## Stored data

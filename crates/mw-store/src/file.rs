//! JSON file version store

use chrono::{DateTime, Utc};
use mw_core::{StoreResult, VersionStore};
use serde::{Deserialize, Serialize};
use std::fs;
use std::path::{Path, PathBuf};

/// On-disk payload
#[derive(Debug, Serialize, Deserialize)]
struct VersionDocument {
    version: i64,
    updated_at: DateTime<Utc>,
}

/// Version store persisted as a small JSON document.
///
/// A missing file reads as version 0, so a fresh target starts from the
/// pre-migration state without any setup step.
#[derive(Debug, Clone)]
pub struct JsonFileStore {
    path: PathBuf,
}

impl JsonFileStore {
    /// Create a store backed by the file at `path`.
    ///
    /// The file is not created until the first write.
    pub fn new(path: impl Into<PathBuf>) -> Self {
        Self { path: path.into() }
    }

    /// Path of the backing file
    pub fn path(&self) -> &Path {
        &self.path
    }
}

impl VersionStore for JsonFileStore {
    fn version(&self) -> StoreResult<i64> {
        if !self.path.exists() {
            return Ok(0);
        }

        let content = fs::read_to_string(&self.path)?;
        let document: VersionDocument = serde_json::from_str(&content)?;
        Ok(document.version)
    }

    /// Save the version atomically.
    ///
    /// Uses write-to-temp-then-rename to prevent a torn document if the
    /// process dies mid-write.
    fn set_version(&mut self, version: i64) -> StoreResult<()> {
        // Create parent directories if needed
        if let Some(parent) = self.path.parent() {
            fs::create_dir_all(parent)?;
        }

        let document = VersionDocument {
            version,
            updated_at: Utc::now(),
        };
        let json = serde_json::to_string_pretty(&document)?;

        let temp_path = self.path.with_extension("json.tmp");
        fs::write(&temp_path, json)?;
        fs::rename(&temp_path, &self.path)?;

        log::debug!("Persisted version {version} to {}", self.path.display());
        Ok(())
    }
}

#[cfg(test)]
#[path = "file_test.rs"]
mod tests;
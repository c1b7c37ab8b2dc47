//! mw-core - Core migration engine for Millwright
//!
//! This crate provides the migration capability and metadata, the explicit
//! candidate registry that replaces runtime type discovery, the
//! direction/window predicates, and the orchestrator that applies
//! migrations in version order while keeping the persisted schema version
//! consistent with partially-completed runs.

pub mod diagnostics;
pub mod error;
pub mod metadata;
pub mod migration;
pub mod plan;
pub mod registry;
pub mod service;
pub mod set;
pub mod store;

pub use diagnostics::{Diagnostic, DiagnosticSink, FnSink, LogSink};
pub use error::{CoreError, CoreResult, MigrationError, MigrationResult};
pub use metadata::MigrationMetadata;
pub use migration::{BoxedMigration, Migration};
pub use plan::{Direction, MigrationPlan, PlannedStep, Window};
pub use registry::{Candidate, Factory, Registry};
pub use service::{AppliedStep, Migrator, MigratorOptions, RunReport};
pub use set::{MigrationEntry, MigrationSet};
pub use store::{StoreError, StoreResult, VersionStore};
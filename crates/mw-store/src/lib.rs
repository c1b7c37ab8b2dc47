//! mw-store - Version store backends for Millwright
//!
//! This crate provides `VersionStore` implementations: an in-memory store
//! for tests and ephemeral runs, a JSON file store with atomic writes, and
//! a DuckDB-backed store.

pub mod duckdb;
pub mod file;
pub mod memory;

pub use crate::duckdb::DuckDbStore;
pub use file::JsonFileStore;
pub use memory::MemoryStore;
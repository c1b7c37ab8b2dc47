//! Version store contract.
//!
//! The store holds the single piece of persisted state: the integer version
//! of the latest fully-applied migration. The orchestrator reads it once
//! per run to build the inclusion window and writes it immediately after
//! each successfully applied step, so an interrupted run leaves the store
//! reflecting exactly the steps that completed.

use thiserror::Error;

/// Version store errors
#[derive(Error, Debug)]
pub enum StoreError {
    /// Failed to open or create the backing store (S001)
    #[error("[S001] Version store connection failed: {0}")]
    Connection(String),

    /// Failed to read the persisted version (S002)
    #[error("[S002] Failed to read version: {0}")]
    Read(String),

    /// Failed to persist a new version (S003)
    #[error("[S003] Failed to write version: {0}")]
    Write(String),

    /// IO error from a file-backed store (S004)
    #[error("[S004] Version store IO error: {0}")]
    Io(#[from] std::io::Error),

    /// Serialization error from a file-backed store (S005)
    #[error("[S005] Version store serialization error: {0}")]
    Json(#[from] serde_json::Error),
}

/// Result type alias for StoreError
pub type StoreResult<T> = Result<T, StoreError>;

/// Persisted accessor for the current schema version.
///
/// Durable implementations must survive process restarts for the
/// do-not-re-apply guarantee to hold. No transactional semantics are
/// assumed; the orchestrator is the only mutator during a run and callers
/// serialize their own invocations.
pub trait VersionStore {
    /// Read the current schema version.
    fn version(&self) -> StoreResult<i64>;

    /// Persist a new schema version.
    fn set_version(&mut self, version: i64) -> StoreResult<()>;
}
---
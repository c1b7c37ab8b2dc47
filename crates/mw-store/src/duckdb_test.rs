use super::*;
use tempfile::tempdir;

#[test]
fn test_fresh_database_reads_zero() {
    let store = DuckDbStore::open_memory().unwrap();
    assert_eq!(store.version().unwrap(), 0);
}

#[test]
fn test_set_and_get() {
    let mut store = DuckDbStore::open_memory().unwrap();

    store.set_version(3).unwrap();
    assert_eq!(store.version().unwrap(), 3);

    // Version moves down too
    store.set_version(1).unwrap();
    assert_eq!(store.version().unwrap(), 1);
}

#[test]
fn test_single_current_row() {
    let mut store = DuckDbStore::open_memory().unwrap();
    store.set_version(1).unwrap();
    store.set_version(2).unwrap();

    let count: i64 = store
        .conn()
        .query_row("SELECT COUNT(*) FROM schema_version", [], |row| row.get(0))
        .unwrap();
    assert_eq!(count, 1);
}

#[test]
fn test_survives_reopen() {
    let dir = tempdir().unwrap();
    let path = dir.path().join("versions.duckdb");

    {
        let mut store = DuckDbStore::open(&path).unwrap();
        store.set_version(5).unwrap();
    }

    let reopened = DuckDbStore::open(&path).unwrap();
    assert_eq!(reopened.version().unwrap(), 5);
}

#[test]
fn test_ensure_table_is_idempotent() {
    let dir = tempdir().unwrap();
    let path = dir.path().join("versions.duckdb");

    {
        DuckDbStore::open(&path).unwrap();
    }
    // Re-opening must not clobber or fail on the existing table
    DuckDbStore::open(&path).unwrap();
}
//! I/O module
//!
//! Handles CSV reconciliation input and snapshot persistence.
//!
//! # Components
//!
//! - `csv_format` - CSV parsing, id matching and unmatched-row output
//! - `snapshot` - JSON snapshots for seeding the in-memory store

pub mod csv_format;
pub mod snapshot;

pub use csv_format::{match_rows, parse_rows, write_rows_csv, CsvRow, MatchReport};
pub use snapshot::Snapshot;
* * *
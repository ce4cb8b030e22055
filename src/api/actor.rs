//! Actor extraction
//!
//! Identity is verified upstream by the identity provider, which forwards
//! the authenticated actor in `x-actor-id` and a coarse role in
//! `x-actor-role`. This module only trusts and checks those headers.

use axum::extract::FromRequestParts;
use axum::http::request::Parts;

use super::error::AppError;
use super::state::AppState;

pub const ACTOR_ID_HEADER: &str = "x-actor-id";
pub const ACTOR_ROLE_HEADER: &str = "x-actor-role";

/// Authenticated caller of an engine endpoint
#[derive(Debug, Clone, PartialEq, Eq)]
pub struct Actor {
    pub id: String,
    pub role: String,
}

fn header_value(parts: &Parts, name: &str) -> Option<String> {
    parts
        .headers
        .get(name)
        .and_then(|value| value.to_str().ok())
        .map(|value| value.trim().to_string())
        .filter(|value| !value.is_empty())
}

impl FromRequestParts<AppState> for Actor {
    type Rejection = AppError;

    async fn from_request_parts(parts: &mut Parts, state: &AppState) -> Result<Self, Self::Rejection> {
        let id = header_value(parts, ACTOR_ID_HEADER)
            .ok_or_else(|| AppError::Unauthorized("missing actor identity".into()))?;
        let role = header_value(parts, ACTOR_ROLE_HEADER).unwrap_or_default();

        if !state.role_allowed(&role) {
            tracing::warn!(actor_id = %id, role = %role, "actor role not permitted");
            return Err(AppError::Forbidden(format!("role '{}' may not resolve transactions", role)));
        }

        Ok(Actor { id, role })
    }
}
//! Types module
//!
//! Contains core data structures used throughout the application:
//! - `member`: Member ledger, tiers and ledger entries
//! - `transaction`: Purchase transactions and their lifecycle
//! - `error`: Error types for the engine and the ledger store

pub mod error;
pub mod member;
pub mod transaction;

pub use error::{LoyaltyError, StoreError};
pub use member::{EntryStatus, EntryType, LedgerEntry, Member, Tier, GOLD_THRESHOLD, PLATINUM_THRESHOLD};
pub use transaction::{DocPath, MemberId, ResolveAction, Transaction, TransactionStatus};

## EXERCISE GOAL
Show the lines where the word "crates" appears in the entries.

## ANSWER SPACE
filename crates/mw-store/src/file.rs
filename crates/mw-store/src/lib.rs
filename crates/mw-store/src/duckdb_test.rs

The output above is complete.